Untold stories of the Holocaust South Russias largest city to be explored at exhibition

A new exhibition organised by the University of Leicester will shed light on the untold wartime events in occupied Russia’s largest Holocaust site, Rostov-on-Don – including the discovery of a previously unknown Nazi prisoner of war camp.

The exhibition - The forgotten victims of Rostov-on-Don: a British-German-Russian exhibition project on Nazi victims in wartime Rostov-on-Don/Russia – organised by Drs Christina Winkler and Alexander Korb is a joint project of the Stanley Burton Centre for Holocaust and Genocide Studies in Leicester’s School of History, the Russian Jewish Congress, Russian Holocaust Centre as well as the German-Russian Museum Berlin.

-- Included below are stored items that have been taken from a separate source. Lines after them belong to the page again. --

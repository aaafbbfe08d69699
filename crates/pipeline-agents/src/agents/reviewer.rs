//! HTTP reviewer: one independent vote per call over the artifact chain.

use std::sync::Arc;

use async_trait::async_trait;
use orchestration::{Artifact, CollabResult, Reviewer, Vote, VoteDecision};

use crate::prompts::REVIEWER_PREAMBLE;

use super::ChatClient;

pub struct HttpReviewer {
    id: String,
    client: Arc<ChatClient>,
}

impl HttpReviewer {
    pub fn new(id: String, client: Arc<ChatClient>) -> Self {
        Self { id, client }
    }
}

#[async_trait]
impl Reviewer for HttpReviewer {
    fn id(&self) -> &str {
        &self.id
    }

    async fn review(&self, artifacts: &[Artifact], context: &str) -> CollabResult<Vote> {
        let chain = artifacts
            .iter()
            .map(|a| format!("- {}: {}", a.name, a.rationale))
            .collect::<Vec<_>>()
            .join("\n");
        let prompt = format!(
            "Task context: {context}\n\nArtifact chain:\n{chain}\n\n\
             Is this pipeline complete and correct?"
        );

        let text = self.client.complete(REVIEWER_PREAMBLE, &prompt).await?;
        Ok(parse_vote(&self.id, &text))
    }
}

/// Lenient vote parse: any "yes" in the response approves; everything else
/// is a No whose full text becomes the gap-mining rationale.
pub(crate) fn parse_vote(agent_id: &str, response: &str) -> Vote {
    let decision = if response.to_lowercase().contains("yes") {
        VoteDecision::Yes
    } else {
        VoteDecision::No
    };
    Vote::new(agent_id, decision, response.trim())
}
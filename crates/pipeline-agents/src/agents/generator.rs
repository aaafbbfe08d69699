//! HTTP stage generator: one chat completion per stage call, parsed into an
//! [`Artifact`].

use std::sync::Arc;

use async_trait::async_trait;
use orchestration::{Artifact, CollabResult, GenerateRequest, StageGenerator};
use serde::Deserialize;

use crate::prompts::{stage_preamble, stage_prompt, REFINER_PREAMBLE};

use super::ChatClient;

pub struct HttpStageGenerator {
    name: String,
    preamble: String,
    guidance: String,
    client: Arc<ChatClient>,
}

impl HttpStageGenerator {
    pub fn new(name: &str, client: Arc<ChatClient>, guidance: String) -> Self {
        Self {
            name: name.to_string(),
            preamble: stage_preamble(name),
            guidance,
            client,
        }
    }

    /// The refiner shares the transport but rewrites tasks instead of
    /// generating code.
    pub fn refiner(client: Arc<ChatClient>) -> Self {
        Self {
            name: "refine".to_string(),
            preamble: REFINER_PREAMBLE.to_string(),
            guidance: String::new(),
            client,
        }
    }
}

#[async_trait]
impl StageGenerator for HttpStageGenerator {
    fn name(&self) -> &str {
        &self.name
    }

    async fn generate(&self, req: GenerateRequest<'_>) -> CollabResult<Artifact> {
        let mut prompt = stage_prompt(
            req.task,
            req.input_locator,
            req.input_format,
            req.capability,
            req.feedback,
        );
        if !self.guidance.is_empty() {
            prompt.push_str(&format!("\nGuidance: {}", self.guidance));
        }
        if let Some(previous) = req.previous {
            prompt.push_str(&format!(
                "\nPrevious step '{}': {}",
                previous.name, previous.rationale
            ));
        }

        let text = self.client.complete(&self.preamble, &prompt).await?;
        Ok(parse_artifact(&self.name, &text))
    }
}

#[derive(Deserialize)]
struct GeneratedPayload {
    #[serde(default)]
    content: String,
    #[serde(default)]
    rationale: String,
    output_locator: Option<String>,
    output_format: Option<String>,
}

/// Parse model output into an artifact.
///
/// Structured JSON (optionally inside a fenced block) is preferred; anything
/// else becomes a raw-content artifact rather than an error, since a usable
/// but unstructured response should still enter the chain.
pub(crate) fn parse_artifact(stage: &str, text: &str) -> Artifact {
    let body = extract_json(text).unwrap_or(text);
    match serde_json::from_str::<GeneratedPayload>(body) {
        Ok(payload) => {
            let rationale = if payload.rationale.is_empty() {
                format!("{stage} step generated")
            } else {
                payload.rationale
            };
            let mut artifact = Artifact::new(stage, payload.content, rationale);
            if let (Some(locator), Some(format)) = (payload.output_locator, payload.output_format) {
                artifact = artifact.with_output(locator, format);
            }
            artifact
        }
        Err(_) => Artifact::new(
            stage,
            text.trim(),
            format!("{stage} output (unstructured response)"),
        ),
    }
}

/// Slice out the first JSON object, tolerating markdown fences and prose
/// around it.
pub(crate) fn extract_json(text: &str) -> Option<&str> {
    let start = text.find('{')?;
    let end = text.rfind('}')?;
    if end > start {
        Some(&text[start..=end])
    } else {
        None
    }
}

#[cfg(test)]
mod tests {
    use super::*;

    #[test]
    fn test_parse_structured_with_output() {
        let text = r#"{"content": "df = read_csv(path)", "rationale": "loads the file",
                       "output_locator": "data/raw.parquet", "output_format": "parquet"}"#;
        let a = parse_artifact("ingest", text);
        assert_eq!(a.name, "ingest");
        assert_eq!(a.rationale, "loads the file");
        assert_eq!(a.output_locator.as_deref(), Some("data/raw.parquet"));
        assert_eq!(a.output_format.as_deref(), Some("parquet"));
    }

    #[test]
    fn test_parse_fenced_json() {
        let text = "Here is the stage:\n```json\n{\"content\": \"x\", \"rationale\": \"r\"}\n```";
        let a = parse_artifact("clean", text);
        assert_eq!(a.content, "x");
        assert_eq!(a.rationale, "r");
        assert!(a.output_locator.is_none());
    }

    #[test]
    fn test_parse_unstructured_falls_back_to_raw() {
        let a = parse_artifact("transform", "just some code without json");
        assert_eq!(a.content, "just some code without json");
        assert!(a.rationale.contains("unstructured"));
    }

    #[test]
    fn test_parse_empty_rationale_gets_default() {
        let a = parse_artifact("ingest", r#"{"content": "c"}"#);
        assert_eq!(a.rationale, "ingest step generated");
    }

    #[test]
    fn test_extract_json_bounds() {
        assert_eq!(extract_json("pre {\"a\": 1} post"), Some("{\"a\": 1}"));
        assert_eq!(extract_json("no json here"), None);
        assert_eq!(extract_json("} inverted {"), None);
    }
}
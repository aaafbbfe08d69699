//! Final pipeline report — the run's only persisted boundary artifact.

use std::path::Path;

use anyhow::{Context, Result};
use chrono::{DateTime, Utc};
use serde::{Deserialize, Serialize};

use crate::artifact::Artifact;
use crate::machine::TransitionRecord;
use crate::state::WorkflowState;

/// Summary of a completed pipeline run.
#[derive(Debug, Clone, Serialize, Deserialize)]
pub struct PipelineReport {
    /// Unique id for this run.
    pub run_id: String,
    /// Original instruction.
    pub task: String,
    /// Whether reviewer consensus was reached.
    pub consensus_reached: bool,
    /// Total completed voting rounds.
    pub rounds: u32,
    /// Times the resolver sub-workflow fired.
    pub escalation_count: u32,
    /// Full ordered artifact chain.
    pub artifacts: Vec<Artifact>,
    /// Per-round gap summaries.
    pub feedback_history: Vec<String>,
    /// Phase transition log for replay.
    pub transitions: Vec<TransitionRecord>,
    /// When the run finished.
    pub completed_at: DateTime<Utc>,
}

impl PipelineReport {
    /// Assemble a report from terminal workflow state.
    pub fn from_state(state: &WorkflowState, transitions: Vec<TransitionRecord>) -> Self {
        Self {
            run_id: uuid::Uuid::new_v4().to_string(),
            task: state.task.clone(),
            consensus_reached: state.consensus_reached,
            rounds: state.round,
            escalation_count: state.escalation_count,
            artifacts: state.artifacts.clone(),
            feedback_history: state.feedback_history.clone(),
            transitions,
            completed_at: Utc::now(),
        }
    }

    /// Compact status line for logs.
    pub fn summary_line(&self) -> String {
        let status = if self.consensus_reached {
            "CONSENSUS"
        } else {
            "NO CONSENSUS"
        };
        format!(
            "[{}] {} rounds | {} artifacts | {} escalations",
            status,
            self.rounds,
            self.artifacts.len(),
            self.escalation_count
        )
    }

    /// Write the report as pretty JSON.
    pub fn write_json(&self, path: &Path) -> Result<()> {
        let json = serde_json::to_string_pretty(self).context("serializing pipeline report")?;
        std::fs::write(path, json)
            .with_context(|| format!("writing report to {}", path.display()))?;
        Ok(())
    }
}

The project, which is based on the results of Dr Winkler's PhD, focuses on wartime-events in occupied Rostov-on-Don and will highlight aspects that have so far been shed little light on: apart from being Russia's largest Holocaust site, the city exemplifies a crime scene of the Nazi Euthanasia programme.

All patients of Rostov's psychiatric clinic were killed in gas vans shortly after the city's capture in 1942. Furthermore, the story of a so far unknown PoW-camp within the city of Rostov will be presented in the exhibition.

Alarmingly, its inmates were forced to assist in the preparation of the large-scale annihilation of the city's Jewish population.

None of these events have been presented to a greater audience so far and the events are also hardly known in Rostov itself, let alone Germany or the UK.

The interconnectedness of these crimes makes the story of the Holocaust in Rostov unique.

A two-year-project to produce the exhibition will be led by Dr Winkler, with generous funding from the German Foundation ‘Remembrance, Responsibility and Future’. The project is also sponsored by the Russian Jewish Congress and received funding for initial research by the United States Holocaust Memorial Museum.

  • Further details of the exhibition will be made available in due course.